Task details
For each line below that contains the word "Advancer", make a copy.

Segment Start: Excerpted records

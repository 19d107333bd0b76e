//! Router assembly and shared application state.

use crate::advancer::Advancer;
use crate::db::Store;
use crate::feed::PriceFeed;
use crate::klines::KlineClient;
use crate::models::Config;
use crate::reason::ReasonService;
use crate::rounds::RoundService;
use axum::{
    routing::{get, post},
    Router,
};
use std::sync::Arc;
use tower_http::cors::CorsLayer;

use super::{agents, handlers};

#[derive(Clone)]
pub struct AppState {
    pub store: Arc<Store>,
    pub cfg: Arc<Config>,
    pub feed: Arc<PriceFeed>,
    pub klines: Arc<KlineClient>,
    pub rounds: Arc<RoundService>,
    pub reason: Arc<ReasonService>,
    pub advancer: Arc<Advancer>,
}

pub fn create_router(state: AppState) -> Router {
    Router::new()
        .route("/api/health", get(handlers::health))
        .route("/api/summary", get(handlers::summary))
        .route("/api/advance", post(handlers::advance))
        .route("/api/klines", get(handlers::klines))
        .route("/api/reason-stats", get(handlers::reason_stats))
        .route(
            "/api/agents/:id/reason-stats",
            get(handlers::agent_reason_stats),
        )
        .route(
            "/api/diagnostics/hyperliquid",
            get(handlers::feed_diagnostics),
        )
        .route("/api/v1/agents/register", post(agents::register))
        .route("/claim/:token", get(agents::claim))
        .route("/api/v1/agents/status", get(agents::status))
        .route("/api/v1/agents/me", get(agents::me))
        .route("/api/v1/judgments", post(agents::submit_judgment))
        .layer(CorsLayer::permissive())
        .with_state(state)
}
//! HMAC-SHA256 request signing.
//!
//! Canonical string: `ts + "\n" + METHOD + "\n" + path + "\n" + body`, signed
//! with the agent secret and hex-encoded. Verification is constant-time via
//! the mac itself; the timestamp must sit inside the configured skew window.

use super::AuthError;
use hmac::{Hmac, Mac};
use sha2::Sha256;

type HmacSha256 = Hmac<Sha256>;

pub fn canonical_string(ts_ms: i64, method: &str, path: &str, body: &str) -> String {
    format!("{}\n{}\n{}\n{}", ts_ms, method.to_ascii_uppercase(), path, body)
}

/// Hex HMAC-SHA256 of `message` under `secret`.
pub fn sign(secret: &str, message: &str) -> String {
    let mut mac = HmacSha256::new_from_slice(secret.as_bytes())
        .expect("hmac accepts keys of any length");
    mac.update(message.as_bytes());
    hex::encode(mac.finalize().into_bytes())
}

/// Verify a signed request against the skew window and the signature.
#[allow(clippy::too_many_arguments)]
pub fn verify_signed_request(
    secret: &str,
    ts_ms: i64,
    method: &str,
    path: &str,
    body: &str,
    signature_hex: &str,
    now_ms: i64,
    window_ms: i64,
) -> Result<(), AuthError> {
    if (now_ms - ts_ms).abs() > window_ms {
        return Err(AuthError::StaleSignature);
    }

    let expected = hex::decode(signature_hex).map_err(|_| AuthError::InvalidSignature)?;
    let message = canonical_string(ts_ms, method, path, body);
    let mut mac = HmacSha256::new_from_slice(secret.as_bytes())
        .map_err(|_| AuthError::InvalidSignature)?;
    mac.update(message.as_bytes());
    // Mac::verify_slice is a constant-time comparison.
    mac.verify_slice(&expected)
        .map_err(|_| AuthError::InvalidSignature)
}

Segment End: Excerpted records
Segment Start: Excerpted records

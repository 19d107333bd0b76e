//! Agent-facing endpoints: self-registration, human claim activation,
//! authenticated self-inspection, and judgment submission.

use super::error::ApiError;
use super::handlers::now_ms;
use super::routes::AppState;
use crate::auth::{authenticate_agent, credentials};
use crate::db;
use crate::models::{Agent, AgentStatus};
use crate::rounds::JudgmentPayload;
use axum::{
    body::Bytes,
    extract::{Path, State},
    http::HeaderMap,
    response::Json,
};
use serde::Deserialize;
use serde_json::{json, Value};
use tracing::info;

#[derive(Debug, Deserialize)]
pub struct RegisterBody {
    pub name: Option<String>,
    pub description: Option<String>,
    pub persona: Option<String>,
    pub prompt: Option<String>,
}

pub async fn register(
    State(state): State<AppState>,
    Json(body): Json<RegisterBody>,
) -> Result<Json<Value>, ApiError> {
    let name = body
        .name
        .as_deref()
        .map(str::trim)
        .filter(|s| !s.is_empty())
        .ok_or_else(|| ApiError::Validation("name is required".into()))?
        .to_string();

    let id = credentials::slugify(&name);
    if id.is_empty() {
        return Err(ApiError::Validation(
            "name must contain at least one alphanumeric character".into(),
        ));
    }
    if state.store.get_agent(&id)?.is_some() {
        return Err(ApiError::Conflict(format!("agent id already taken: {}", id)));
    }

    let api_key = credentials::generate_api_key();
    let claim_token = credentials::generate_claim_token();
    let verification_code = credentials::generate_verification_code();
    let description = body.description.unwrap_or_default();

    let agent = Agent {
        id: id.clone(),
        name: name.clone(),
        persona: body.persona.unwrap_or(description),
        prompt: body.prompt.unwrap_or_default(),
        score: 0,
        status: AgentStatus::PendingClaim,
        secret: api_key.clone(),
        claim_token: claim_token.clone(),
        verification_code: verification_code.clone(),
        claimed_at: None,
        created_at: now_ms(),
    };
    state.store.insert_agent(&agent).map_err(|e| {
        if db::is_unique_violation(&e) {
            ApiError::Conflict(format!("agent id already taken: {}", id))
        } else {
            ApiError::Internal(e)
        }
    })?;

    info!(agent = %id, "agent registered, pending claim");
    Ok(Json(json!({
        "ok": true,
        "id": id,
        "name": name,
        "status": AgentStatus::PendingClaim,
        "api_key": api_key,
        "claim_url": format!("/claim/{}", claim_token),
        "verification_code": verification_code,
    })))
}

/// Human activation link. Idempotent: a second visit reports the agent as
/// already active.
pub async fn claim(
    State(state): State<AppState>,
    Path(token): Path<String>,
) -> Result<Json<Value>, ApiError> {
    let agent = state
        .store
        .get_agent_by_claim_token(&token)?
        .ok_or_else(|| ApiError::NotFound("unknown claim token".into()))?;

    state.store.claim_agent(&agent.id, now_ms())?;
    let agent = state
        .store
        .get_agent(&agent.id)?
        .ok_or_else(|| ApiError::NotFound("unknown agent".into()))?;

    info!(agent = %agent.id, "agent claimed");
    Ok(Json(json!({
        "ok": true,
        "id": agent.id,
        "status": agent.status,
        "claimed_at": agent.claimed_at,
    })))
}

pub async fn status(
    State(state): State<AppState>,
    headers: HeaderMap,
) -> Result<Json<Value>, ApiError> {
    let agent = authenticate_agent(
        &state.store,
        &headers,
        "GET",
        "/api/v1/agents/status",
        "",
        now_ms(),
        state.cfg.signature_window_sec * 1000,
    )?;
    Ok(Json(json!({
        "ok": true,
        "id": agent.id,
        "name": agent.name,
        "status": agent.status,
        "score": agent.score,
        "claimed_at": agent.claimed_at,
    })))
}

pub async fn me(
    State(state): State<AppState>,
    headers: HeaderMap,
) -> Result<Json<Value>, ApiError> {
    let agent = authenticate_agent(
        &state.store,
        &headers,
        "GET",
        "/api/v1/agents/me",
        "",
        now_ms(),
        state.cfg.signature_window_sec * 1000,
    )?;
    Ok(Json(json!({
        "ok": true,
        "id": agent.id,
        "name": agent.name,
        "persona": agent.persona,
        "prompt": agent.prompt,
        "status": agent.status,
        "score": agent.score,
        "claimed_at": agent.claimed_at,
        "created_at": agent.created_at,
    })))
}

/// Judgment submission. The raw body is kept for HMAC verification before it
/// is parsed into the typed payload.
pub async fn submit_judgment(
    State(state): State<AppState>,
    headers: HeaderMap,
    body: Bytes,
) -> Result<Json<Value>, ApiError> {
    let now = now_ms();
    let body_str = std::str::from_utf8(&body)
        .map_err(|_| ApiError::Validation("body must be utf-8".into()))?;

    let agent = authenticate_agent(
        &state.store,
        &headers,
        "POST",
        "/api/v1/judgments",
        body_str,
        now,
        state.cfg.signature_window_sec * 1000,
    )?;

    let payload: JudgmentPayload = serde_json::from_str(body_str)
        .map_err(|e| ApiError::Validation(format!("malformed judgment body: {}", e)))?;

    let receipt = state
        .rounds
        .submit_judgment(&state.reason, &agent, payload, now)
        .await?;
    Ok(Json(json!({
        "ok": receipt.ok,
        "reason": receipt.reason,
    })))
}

Segment End: Excerpted records
Segment Start: Excerpted records

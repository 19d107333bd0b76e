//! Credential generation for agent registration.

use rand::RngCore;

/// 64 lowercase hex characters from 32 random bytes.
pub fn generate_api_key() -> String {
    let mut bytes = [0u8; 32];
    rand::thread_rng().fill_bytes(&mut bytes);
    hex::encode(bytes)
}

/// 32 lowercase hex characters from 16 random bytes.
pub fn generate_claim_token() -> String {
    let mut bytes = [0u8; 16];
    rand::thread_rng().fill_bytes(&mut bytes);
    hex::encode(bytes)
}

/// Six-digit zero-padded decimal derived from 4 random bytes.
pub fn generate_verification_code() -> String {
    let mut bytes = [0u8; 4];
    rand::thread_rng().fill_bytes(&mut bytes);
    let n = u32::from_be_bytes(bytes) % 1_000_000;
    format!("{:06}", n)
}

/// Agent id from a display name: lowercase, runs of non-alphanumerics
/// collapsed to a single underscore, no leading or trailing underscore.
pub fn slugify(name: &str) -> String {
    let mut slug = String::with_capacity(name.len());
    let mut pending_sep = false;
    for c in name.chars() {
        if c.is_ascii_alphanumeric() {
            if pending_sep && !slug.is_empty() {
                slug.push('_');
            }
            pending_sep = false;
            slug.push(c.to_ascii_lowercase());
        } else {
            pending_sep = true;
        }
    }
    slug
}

Segment End: Excerpted records

Written solution
use crate::advancer::Advancer;
    pub advancer: Arc<Advancer>,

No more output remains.